In der Neuzeit gelang es 1827 erstmalig dem Chemiker Friedrich Wöhler, auf chemischem Weg aus Aluminiumchlorid kleine Mengen reinen Aluminiums herzustellen. Schon zwei Jahre zuvor soll der dänische Physiker Hans Christian Ørstedt der Königlich Dänischen Akademie berichtet haben, dass ihm die Gewinnung metallischen Aluminiums von geringer Reinheit aus Aluminiumoxid gelungen sei. [1] Heute wird dieses Metall industriell in großen Mengen hergestellt. Die Produktion erfolgt auf elektrolytischem Weg aus Aluminiumoxid, wobei zunächst der Rohstoff Bauxit einem komplizierten Aufbereitungsverfahren unterzogen wird:

"Das dabei gewonnene reine Aluminiumoxid wird anschließend in großen Schmelzwannen mit Hilfe einer Gleichspannung von rund sechs Volt bei einer Stromstärke von 25000 bis 40000 Ampere in Aluminium und Sauerstoff zerlegt. Wer elektrische Ströme dieser Stärke erzeugen will, muß über eine hochentwickelte Elektrotechnik verfügen. Große Generatoren und Gleichrichteranlagen sind eine unabdingbare Voraussetzung dafür. Eine genaue chemische Analyse des Gürtelglieds ergab zudem, daß es nicht aus reinem Aluminium bestand, sondern aus einer hochwertigen Aluminiumlegierung mit fünfundachtzig Prozent Aluminium, zehn Prozent Kupfer und fünf Prozent Mangan angefertigt war." [2]

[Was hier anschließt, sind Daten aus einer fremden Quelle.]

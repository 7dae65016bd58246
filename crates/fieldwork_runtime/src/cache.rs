//! Key-value cache store used for producer results.

use async_trait::async_trait;
use fieldwork_core::MaxAge;
use rustc_hash::FxHashMap;
use serde::{Deserialize, Serialize};
use serde_json::Value;
use std::collections::BTreeSet;
use std::fmt::Debug;
use std::sync::atomic::{AtomicU64, Ordering};
use std::sync::Arc;
use std::time::{SystemTime, UNIX_EPOCH};
use thiserror::Error;
use tokio::sync::RwLock;

/// When a cache record stops being valid.
#[derive(Debug, Clone, Copy, PartialEq, Eq, Serialize, Deserialize)]
#[serde(rename_all = "snake_case")]
pub enum Expire {
    /// Valid until invalidated by tag.
    Permanent,
    /// Valid until the given unix time, in seconds.
    At(u64),
}

impl Expire {
    /// Maps a max-age to an expiry relative to the request time.
    pub fn from_max_age(max_age: MaxAge, request_time: u64) -> Self {
        match max_age {
            MaxAge::Permanent => Expire::Permanent,
            MaxAge::Seconds(secs) => Expire::At(request_time.saturating_add(secs)),
        }
    }

    /// Returns true if the record is no longer valid at `now`.
    pub fn is_expired(&self, now: u64) -> bool {
        match self {
            Expire::Permanent => false,
            Expire::At(at) => *at <= now,
        }
    }
}

/// A stored cache record.
#[derive(Debug, Clone, PartialEq, Serialize, Deserialize)]
pub struct CacheRecord {
    /// The cached payload.
    pub data: Value,
    /// Expiry.
    pub expire: Expire,
    /// Invalidation tags.
    pub tags: BTreeSet<String>,
}

/// Cache backend failure.
#[derive(Error, Debug, Clone, PartialEq, Eq)]
pub enum CacheError {
    /// The store could not be reached.
    #[error("cache backend unavailable: {0}")]
    Unavailable(String),

    /// A record could not be decoded.
    #[error("corrupt cache record '{key}': {message}")]
    Corrupt { key: String, message: String },
}

/// A shared key-value store.
///
/// Writers do not coordinate: two requests computing the same key may both
/// write it, and the last write wins.
#[async_trait]
pub trait CacheBackend: Send + Sync {
    /// Reads a record; expired records read as absent.
    async fn get(&self, key: &str) -> Result<Option<CacheRecord>, CacheError>;

    /// Writes several records at once.
    async fn set_multiple(&self, records: Vec<(String, CacheRecord)>) -> Result<(), CacheError>;

    /// Drops every record carrying any of the tags.
    async fn invalidate_tags(&self, tags: &[String]) -> Result<(), CacheError>;
}

/// Source of the current unix time, in seconds.
pub trait Clock: Send + Sync + Debug {
    fn now(&self) -> u64;
}

/// Wall clock.
#[derive(Debug, Clone, Copy, Default)]
pub struct SystemClock;

impl Clock for SystemClock {
    fn now(&self) -> u64 {
        SystemTime::now()
            .duration_since(UNIX_EPOCH)
            .map(|d| d.as_secs())
            .unwrap_or(0)
    }
}

/// A clock that only moves when told to.
#[derive(Debug, Default)]
pub struct ManualClock {
    now: AtomicU64,
}

impl ManualClock {
    /// Creates a clock reading `now`.
    pub fn new(now: u64) -> Self {
        Self {
            now: AtomicU64::new(now),
        }
    }

    /// Moves the clock forward.
    pub fn advance(&self, secs: u64) {
        self.now.fetch_add(secs, Ordering::SeqCst);
    }

    /// Sets the clock.
    pub fn set(&self, now: u64) {
        self.now.store(now, Ordering::SeqCst);
    }
}

impl Clock for ManualClock {
    fn now(&self) -> u64 {
        self.now.load(Ordering::SeqCst)
    }
}

/// In-process cache backend.
#[derive(Debug)]
pub struct MemoryCacheBackend {
    entries: RwLock<FxHashMap<String, CacheRecord>>,
    clock: Arc<dyn Clock>,
}

impl Default for MemoryCacheBackend {
    fn default() -> Self {
        Self::new()
    }
}

impl MemoryCacheBackend {
    /// Creates an empty backend on the wall clock.
    pub fn new() -> Self {
        Self::with_clock(Arc::new(SystemClock))
    }

    /// Creates an empty backend on the given clock.
    pub fn with_clock(clock: Arc<dyn Clock>) -> Self {
        Self {
            entries: RwLock::new(FxHashMap::default()),
            clock,
        }
    }

    /// Number of stored records, expired ones not yet evicted included.
    pub async fn len(&self) -> usize {
        self.entries.read().await.len()
    }

    /// Returns true if nothing is stored.
    pub async fn is_empty(&self) -> bool {
        self.entries.read().await.is_empty()
    }

    /// Returns the stored keys, sorted.
    pub async fn keys(&self) -> Vec<String> {
        let mut keys: Vec<String> = self.entries.read().await.keys().cloned().collect();
        keys.sort();
        keys
    }

    /// Removes everything.
    pub async fn clear(&self) {
        self.entries.write().await.clear();
    }
}

#[async_trait]
impl CacheBackend for MemoryCacheBackend {
    async fn get(&self, key: &str) -> Result<Option<CacheRecord>, CacheError> {
        let now = self.clock.now();
        {
            let entries = self.entries.read().await;
            match entries.get(key) {
                None => return Ok(None),
                Some(record) if !record.expire.is_expired(now) => return Ok(Some(record.clone())),
                Some(_) => {}
            }
        }

        let mut entries = self.entries.write().await;
        if entries.get(key).is_some_and(|record| record.expire.is_expired(now)) {
            entries.remove(key);
        }
        Ok(None)
    }

    /// Writes the records and evicts every expired one.
    async fn set_multiple(&self, records: Vec<(String, CacheRecord)>) -> Result<(), CacheError> {
        let now = self.clock.now();
        let mut entries = self.entries.write().await;
        entries.retain(|_, record| !record.expire.is_expired(now));
        for (key, record) in records {
            entries.insert(key, record);
        }
        Ok(())
    }

    async fn invalidate_tags(&self, tags: &[String]) -> Result<(), CacheError> {
        let mut entries = self.entries.write().await;
        entries.retain(|_, record| !tags.iter().any(|tag| record.tags.contains(tag)));
        Ok(())
    }
}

Weder Metallurgen und Schmiede der Chin-Dynastie, noch einer anderen bekannten Zivilisation ihrer Zeit wären also - nach derzeitigem Wissensstand - in der Lage gewesen, das Material dieses Schnallenteils herzustellen. Der deutsche Alternativ-Historiker und Atlantisforscher Klaus Aschenbrenner bemerkt weiter dazu: "Zahlreiche Metalle wie Gold, Silber, Kupfer, Zinn, Blei und Eisen waren bereits im Altertum verschiedenen Kulturen bekannt. Diese Metalle zeichnen sich durch ein hohes spezifisches Gewicht aus.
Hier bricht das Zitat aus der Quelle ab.